Trump’s Saving Grace


What a nauseating spectacle — the language police at CNN and MSNBC castigating Samantha Bee for calling Ivanka Trump a “feckless cunt!”

Their producers should have told them that if truth isn’t a defense, it ought to be, and that prissiness über alles is for self-righteous prigs.

She said “feckless,” not, as was sometimes reported, “fucking.” Part of the confusion may be that on those liberal (actually centrist) networks, “the f-word,” like “the c-word,” is routinely spelled out when mentioned at all.

I wonder whether this is because the network bosses are worried that c-h-i-l-d-r-e-n might be watching.

Apologies to Kinky Friedman for that; it is a relief, in times like these, to think of the immortal Kinkster.

It could all change in the blink of an eye, should the T-word give the Saudis and the Israelis the war against Iran that they yearn for, but, for the time being, George W. Bush is still Number One in one respect: he has done more harm in the Middle East even than Donald Trump.
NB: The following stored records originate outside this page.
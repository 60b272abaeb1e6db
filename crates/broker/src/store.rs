//! Contract store — the shared mutable state behind the broker.
//!
//! Locking discipline: the outer maps are behind `RwLock`s held only long
//! enough to resolve an `Arc`; each contract's mutable state (lifecycle
//! fields plus its ledger) sits behind that contract's own `Mutex`, so
//! concurrent operations on the *same* contract serialize while different
//! contracts proceed independently. No lock is ever held across an `.await`.

use crate::ledger::TransactionLedger;
use intentgate_core::IntentContract;
use serde::Serialize;
use std::collections::HashMap;
use std::sync::{Arc, Mutex, RwLock};

/// One stored contract: immutable id plus lock-guarded mutable state.
pub(crate) struct ContractCell {
    pub id: String,
    pub inner: Mutex<ContractInner>,
}

/// The mutable half of a contract: the contract itself and its ledger,
/// updated together under one lock so counters and records never diverge.
pub(crate) struct ContractInner {
    pub contract: IntentContract,
    pub ledger: TransactionLedger,
}

/// Running negotiation counters.
#[derive(Debug, Clone, Copy, Default, Serialize)]
pub struct NegotiationCounters {
    pub total_negotiations: u64,
    pub successful_contracts: u64,
    pub failed_negotiations: u64,
    pub active_contracts: u64,
}

/// Shared store of contracts, client sessions, and broker counters.
#[derive(Default)]
pub(crate) struct ContractStore {
    contracts: RwLock<HashMap<String, Arc<ContractCell>>>,
    /// client_id -> contract_id of the client's current active contract.
    sessions: RwLock<HashMap<String, String>>,
    counters: Mutex<NegotiationCounters>,
}

impl ContractStore {
    pub fn new() -> Self {
        Self::default()
    }

    /// Store a contract permanently (active or not). Returns its cell.
    pub fn insert(&self, contract: IntentContract) -> Arc<ContractCell> {
        let cell = Arc::new(ContractCell {
            id: contract.contract_id.clone(),
            inner: Mutex::new(ContractInner {
                contract,
                ledger: TransactionLedger::new(),
            }),
        });
        self.contracts
            .write()
            .unwrap()
            .insert(cell.id.clone(), cell.clone());
        cell
    }

    pub fn get(&self, contract_id: &str) -> Option<Arc<ContractCell>> {
        self.contracts.read().unwrap().get(contract_id).cloned()
    }

    /// Snapshot of every stored cell, for sweeps and listings.
    pub fn cells(&self) -> Vec<Arc<ContractCell>> {
        self.contracts.read().unwrap().values().cloned().collect()
    }

    pub fn contract_count(&self) -> usize {
        self.contracts.read().unwrap().len()
    }

    /// Bind a client to its current active contract, replacing any prior
    /// session — at most one live session per client id.
    pub fn bind_session(&self, client_id: &str, contract_id: &str) {
        self.sessions
            .write()
            .unwrap()
            .insert(client_id.to_string(), contract_id.to_string());
    }

    pub fn session(&self, client_id: &str) -> Option<String> {
        self.sessions.read().unwrap().get(client_id).cloned()
    }

    /// Drop every session pointing at one of the given contracts.
    pub fn unbind_contracts(&self, contract_ids: &[String]) {
        let mut sessions = self.sessions.write().unwrap();
        sessions.retain(|_, contract_id| !contract_ids.contains(contract_id));
    }

    pub fn session_count(&self) -> usize {
        self.sessions.read().unwrap().len()
    }

    pub fn counters(&self) -> NegotiationCounters {
        *self.counters.lock().unwrap()
    }

    pub fn update_counters(&self, f: impl FnOnce(&mut NegotiationCounters)) {
        f(&mut self.counters.lock().unwrap());
    }

    /// Recompute the active-contract counter from the contracts themselves.
    /// The sweeper uses this instead of incremental bookkeeping so the
    /// counter cannot drift from reality.
    pub fn recompute_active(&self) -> u64 {
        let cells = self.cells();
        let active = cells
            .iter()
            .filter(|cell| cell.inner.lock().unwrap().contract.is_active)
            .count() as u64;
        self.update_counters(|c| c.active_contracts = active);
        active
    }
}
//! Configuration loading, validation, and management for intentgate.
//!
//! Loads configuration from `~/.intentgate/config.toml` with environment
//! variable overrides. Validates all settings at startup.

use serde::{Deserialize, Serialize};
use std::path::{Path, PathBuf};

/// The root configuration structure.
///
/// Maps directly to `~/.intentgate/config.toml`.
#[derive(Debug, Clone, Default, Serialize, Deserialize)]
pub struct AppConfig {
    /// Semantic analyzer backend settings.
    #[serde(default)]
    pub analyzer: AnalyzerConfig,

    /// Broker lifecycle settings.
    #[serde(default)]
    pub broker: BrokerConfig,
}

/// Settings for the Ollama-backed semantic analyzer.
#[derive(Debug, Clone, Serialize, Deserialize)]
pub struct AnalyzerConfig {
    /// Base URL of the Ollama instance.
    #[serde(default = "default_base_url")]
    pub base_url: String,

    /// Model used for intent analysis.
    #[serde(default = "default_model")]
    pub model: String,

    /// Per-request timeout in seconds. A timeout degrades to the same
    /// fallback verdict as any other analyzer failure.
    #[serde(default = "default_timeout_secs")]
    pub timeout_secs: u64,

    /// Sampling temperature. Kept low so the model emits parseable JSON.
    #[serde(default = "default_temperature")]
    pub temperature: f32,

    /// Maximum tokens the model may generate per analysis.
    #[serde(default = "default_num_predict")]
    pub num_predict: u32,

    /// Context window size passed to Ollama.
    #[serde(default = "default_num_ctx")]
    pub num_ctx: u32,
}

impl Default for AnalyzerConfig {
    fn default() -> Self {
        Self {
            base_url: default_base_url(),
            model: default_model(),
            timeout_secs: default_timeout_secs(),
            temperature: default_temperature(),
            num_predict: default_num_predict(),
            num_ctx: default_num_ctx(),
        }
    }
}

/// Settings for the broker's background maintenance.
#[derive(Debug, Clone, Serialize, Deserialize)]
pub struct BrokerConfig {
    /// How often the expiry sweeper runs, in seconds.
    #[serde(default = "default_sweep_interval_secs")]
    pub sweep_interval_secs: u64,

    /// Default trailing window for drift analysis, in hours.
    #[serde(default = "default_drift_window_hours")]
    pub drift_window_hours: i64,
}

impl Default for BrokerConfig {
    fn default() -> Self {
        Self {
            sweep_interval_secs: default_sweep_interval_secs(),
            drift_window_hours: default_drift_window_hours(),
        }
    }
}

fn default_base_url() -> String {
    "http://localhost:11434".into()
}
fn default_model() -> String {
    "gpt-oss20b-128k".into()
}
fn default_timeout_secs() -> u64 {
    120
}
fn default_temperature() -> f32 {
    0.1
}
fn default_num_predict() -> u32 {
    2048
}
fn default_num_ctx() -> u32 {
    4096
}
fn default_sweep_interval_secs() -> u64 {
    60
}
fn default_drift_window_hours() -> i64 {
    24
}

impl AppConfig {
    /// Load configuration from the default path (~/.intentgate/config.toml).
    ///
    /// Environment variable overrides (highest priority):
    /// - `INTENTGATE_ANALYZER_URL`
    /// - `INTENTGATE_ANALYZER_MODEL`
    pub fn load() -> Result<Self, ConfigError> {
        let config_path = Self::config_dir().join("config.toml");
        let mut config = Self::load_from(&config_path)?;

        if let Ok(url) = std::env::var("INTENTGATE_ANALYZER_URL") {
            config.analyzer.base_url = url;
        }
        if let Ok(model) = std::env::var("INTENTGATE_ANALYZER_MODEL") {
            config.analyzer.model = model;
        }

        Ok(config)
    }

    /// Load configuration from a specific file path.
    pub fn load_from(path: &Path) -> Result<Self, ConfigError> {
        if !path.exists() {
            tracing::info!("No config file found at {}, using defaults", path.display());
            return Ok(Self::default());
        }

        let content = std::fs::read_to_string(path).map_err(|e| ConfigError::ReadError {
            path: path.to_path_buf(),
            reason: e.to_string(),
        })?;

        let config: Self = toml::from_str(&content).map_err(|e| ConfigError::ParseError {
            path: path.to_path_buf(),
            reason: e.to_string(),
        })?;

        config.validate()?;
        Ok(config)
    }

    /// Get the configuration directory path.
    pub fn config_dir() -> PathBuf {
        dirs_home().join(".intentgate")
    }

    /// Validate the configuration.
    fn validate(&self) -> Result<(), ConfigError> {
        if self.analyzer.base_url.is_empty() {
            return Err(ConfigError::ValidationError(
                "analyzer.base_url must not be empty".into(),
            ));
        }
        if !(0.0..=2.0).contains(&self.analyzer.temperature) {
            return Err(ConfigError::ValidationError(
                "analyzer.temperature must be between 0.0 and 2.0".into(),
            ));
        }
        if self.analyzer.timeout_secs == 0 {
            return Err(ConfigError::ValidationError(
                "analyzer.timeout_secs must be > 0".into(),
            ));
        }
        if self.broker.drift_window_hours <= 0 {
            return Err(ConfigError::ValidationError(
                "broker.drift_window_hours must be > 0".into(),
            ));
        }
        Ok(())
    }
}

/// Get the user's home directory.
fn dirs_home() -> PathBuf {
    #[cfg(target_os = "windows")]
    {
        std::env::var("USERPROFILE")
            .map(PathBuf::from)
            .unwrap_or_else(|_| PathBuf::from("C:\\Users\\Default"))
    }
    #[cfg(not(target_os = "windows"))]
    {
        std::env::var("HOME")
            .map(PathBuf::from)
            .unwrap_or_else(|_| PathBuf::from("/tmp"))
    }
}

/// Configuration errors.
#[derive(Debug, thiserror::Error)]
pub enum ConfigError {
    #[error("Failed to read config file at {path}: {reason}")]
    ReadError { path: PathBuf, reason: String },

    #[error("Failed to parse config file at {path}: {reason}")]
    ParseError { path: PathBuf, reason: String },

    #[error("Configuration validation failed: {0}")]
    ValidationError(String),
}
On the whole, though, it has been clear since November 2016 that W would hold “the worst president ever” title for no more than eight years. With Trump’s election, he has found his level; he is a Number Two.

Trump’s idea of good taste is a parody of a fifties Playboy reader’s. W’s tastes are more refined. He is even able to appreciate Kinky Friedman and the Texas Jew Boys.

Trump doesn’t have enough humanity for that. The only Friedman he can appreciate…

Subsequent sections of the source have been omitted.